• [Task details] Search the data below for the string "connection" and copy all lines where it shows up.

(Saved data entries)
※

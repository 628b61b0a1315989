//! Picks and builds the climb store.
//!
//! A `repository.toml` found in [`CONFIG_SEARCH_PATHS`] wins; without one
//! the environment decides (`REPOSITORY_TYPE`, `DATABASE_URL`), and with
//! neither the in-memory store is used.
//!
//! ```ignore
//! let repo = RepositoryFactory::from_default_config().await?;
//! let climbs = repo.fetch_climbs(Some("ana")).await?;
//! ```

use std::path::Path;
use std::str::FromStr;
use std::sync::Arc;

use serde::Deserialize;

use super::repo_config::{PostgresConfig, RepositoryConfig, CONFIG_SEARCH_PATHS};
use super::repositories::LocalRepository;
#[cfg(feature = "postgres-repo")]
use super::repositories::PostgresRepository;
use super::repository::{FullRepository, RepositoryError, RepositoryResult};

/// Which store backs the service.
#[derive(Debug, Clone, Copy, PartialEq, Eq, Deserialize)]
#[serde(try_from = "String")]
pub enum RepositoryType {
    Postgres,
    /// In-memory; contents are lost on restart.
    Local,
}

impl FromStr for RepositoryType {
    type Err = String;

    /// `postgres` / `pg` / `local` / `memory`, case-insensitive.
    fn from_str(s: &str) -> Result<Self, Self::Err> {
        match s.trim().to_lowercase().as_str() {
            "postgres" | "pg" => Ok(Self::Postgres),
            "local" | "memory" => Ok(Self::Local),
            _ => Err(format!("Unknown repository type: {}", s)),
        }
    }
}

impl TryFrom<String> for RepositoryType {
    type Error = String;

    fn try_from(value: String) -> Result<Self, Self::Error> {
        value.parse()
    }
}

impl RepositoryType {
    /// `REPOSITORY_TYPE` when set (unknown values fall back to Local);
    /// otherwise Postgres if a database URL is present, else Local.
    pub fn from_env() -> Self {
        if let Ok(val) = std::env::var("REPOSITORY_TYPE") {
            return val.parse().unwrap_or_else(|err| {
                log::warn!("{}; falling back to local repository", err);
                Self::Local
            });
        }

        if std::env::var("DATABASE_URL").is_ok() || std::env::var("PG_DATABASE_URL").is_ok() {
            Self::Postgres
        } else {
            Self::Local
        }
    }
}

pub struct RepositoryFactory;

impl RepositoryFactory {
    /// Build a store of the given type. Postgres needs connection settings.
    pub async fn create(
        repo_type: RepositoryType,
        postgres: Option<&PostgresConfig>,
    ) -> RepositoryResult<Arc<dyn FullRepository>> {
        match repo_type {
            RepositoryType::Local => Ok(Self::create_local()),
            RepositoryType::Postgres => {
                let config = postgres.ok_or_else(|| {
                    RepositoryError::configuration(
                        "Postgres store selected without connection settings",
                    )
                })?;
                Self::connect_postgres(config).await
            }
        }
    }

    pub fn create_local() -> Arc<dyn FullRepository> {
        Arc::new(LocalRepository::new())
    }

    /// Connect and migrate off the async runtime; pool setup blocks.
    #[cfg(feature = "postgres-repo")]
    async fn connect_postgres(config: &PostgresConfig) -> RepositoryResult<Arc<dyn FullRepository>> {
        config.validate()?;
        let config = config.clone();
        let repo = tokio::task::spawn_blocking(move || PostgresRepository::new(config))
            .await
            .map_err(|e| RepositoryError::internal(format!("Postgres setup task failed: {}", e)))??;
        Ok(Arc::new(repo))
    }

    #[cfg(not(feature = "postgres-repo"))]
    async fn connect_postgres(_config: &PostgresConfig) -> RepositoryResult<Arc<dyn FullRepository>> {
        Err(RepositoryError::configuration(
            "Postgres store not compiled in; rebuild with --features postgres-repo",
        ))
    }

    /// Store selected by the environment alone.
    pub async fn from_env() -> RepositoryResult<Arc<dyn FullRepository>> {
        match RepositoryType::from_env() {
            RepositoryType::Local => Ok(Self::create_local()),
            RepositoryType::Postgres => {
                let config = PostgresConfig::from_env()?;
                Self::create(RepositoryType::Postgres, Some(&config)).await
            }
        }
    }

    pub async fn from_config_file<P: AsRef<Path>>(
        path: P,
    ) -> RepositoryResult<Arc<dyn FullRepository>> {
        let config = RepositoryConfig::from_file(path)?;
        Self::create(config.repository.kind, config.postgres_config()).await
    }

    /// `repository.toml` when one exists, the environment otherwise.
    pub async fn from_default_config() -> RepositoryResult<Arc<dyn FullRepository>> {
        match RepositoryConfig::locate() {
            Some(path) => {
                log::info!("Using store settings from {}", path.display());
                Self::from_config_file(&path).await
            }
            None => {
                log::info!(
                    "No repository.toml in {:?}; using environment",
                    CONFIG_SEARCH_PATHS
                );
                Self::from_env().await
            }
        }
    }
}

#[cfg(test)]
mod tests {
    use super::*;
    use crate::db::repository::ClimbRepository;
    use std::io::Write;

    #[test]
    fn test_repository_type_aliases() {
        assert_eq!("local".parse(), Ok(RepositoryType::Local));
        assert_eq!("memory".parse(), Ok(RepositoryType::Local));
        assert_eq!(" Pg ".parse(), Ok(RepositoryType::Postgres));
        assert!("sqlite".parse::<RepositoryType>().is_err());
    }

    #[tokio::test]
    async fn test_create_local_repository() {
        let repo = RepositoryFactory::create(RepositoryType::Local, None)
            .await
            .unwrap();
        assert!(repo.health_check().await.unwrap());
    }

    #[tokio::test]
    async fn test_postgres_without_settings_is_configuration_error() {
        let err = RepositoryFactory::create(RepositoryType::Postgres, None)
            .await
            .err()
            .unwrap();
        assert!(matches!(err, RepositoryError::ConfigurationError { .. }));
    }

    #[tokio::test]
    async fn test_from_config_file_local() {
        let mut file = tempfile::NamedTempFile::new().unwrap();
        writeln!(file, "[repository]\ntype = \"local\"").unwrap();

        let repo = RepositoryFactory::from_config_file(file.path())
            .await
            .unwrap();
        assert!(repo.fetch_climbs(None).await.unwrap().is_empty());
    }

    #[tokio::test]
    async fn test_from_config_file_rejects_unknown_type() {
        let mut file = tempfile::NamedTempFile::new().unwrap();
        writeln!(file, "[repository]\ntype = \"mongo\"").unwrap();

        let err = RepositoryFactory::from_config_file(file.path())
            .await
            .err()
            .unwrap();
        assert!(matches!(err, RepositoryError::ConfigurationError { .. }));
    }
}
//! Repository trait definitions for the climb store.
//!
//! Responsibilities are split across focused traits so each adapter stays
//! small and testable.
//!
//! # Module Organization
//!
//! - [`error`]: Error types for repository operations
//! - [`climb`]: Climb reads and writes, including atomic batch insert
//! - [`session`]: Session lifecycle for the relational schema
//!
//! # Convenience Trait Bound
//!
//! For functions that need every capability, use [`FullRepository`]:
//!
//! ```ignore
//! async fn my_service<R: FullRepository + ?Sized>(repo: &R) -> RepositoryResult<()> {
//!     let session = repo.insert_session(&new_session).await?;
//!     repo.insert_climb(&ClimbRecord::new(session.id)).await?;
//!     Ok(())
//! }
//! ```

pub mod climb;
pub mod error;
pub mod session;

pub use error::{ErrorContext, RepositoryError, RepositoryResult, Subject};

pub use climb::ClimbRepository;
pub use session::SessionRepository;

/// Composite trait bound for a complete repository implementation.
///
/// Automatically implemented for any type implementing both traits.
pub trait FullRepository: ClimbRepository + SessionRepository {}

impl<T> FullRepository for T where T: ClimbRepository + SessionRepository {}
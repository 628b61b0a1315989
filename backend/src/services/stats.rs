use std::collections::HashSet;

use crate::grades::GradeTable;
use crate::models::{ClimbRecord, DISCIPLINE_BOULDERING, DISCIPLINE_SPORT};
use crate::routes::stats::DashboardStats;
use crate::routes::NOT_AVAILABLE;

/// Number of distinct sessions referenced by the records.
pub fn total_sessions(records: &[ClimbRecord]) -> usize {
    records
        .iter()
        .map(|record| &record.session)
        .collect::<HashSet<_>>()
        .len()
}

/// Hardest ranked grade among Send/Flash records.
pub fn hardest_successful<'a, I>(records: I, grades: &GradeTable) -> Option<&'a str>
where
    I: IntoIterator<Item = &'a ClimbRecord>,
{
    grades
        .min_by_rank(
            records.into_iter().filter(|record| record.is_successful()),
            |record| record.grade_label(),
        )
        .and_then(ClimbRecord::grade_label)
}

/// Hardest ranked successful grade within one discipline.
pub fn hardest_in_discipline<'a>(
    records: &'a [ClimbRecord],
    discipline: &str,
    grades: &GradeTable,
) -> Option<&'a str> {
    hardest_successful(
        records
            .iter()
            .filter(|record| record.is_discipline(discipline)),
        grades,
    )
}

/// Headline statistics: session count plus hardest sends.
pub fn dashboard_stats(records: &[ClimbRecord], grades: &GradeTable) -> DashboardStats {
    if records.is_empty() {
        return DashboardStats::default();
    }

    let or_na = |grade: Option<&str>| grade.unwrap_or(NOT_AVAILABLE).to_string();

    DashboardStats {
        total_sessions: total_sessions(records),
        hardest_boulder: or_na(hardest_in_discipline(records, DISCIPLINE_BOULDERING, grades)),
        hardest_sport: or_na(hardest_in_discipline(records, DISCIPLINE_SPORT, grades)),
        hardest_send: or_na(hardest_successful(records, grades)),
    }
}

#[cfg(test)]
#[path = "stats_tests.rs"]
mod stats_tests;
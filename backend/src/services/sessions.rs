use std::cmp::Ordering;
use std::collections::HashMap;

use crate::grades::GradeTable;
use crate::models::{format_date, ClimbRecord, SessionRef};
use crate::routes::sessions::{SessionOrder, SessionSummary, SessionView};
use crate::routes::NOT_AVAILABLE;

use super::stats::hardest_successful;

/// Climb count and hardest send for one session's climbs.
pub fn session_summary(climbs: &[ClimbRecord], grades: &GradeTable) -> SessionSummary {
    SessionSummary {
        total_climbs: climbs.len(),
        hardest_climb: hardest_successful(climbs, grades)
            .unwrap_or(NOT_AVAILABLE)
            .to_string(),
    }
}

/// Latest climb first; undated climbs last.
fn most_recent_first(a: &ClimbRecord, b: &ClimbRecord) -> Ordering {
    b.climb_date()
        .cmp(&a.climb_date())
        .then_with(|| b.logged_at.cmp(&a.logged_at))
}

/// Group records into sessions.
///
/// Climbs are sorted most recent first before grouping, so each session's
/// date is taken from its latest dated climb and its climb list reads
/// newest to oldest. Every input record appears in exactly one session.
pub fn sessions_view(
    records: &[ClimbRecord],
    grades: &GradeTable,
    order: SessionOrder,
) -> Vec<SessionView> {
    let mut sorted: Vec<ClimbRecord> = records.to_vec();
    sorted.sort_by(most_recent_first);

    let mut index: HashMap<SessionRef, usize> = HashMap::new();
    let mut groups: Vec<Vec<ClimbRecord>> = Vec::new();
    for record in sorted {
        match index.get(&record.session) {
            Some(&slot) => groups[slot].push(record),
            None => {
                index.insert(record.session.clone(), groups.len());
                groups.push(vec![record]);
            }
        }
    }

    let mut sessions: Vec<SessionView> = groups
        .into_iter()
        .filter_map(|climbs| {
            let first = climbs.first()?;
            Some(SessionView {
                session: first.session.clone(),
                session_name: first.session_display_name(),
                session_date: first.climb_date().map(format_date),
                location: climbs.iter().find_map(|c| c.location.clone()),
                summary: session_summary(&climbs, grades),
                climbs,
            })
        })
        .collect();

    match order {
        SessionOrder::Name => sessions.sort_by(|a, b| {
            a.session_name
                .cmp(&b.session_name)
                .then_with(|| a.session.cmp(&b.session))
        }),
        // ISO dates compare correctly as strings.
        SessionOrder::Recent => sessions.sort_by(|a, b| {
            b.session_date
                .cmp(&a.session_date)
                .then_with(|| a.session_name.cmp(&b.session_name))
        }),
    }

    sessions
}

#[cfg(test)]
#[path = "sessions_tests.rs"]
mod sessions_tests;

※

• [Response for this exercise]
    /// Build a store of the given type. Postgres needs connection settings.
                        "Postgres store selected without connection settings",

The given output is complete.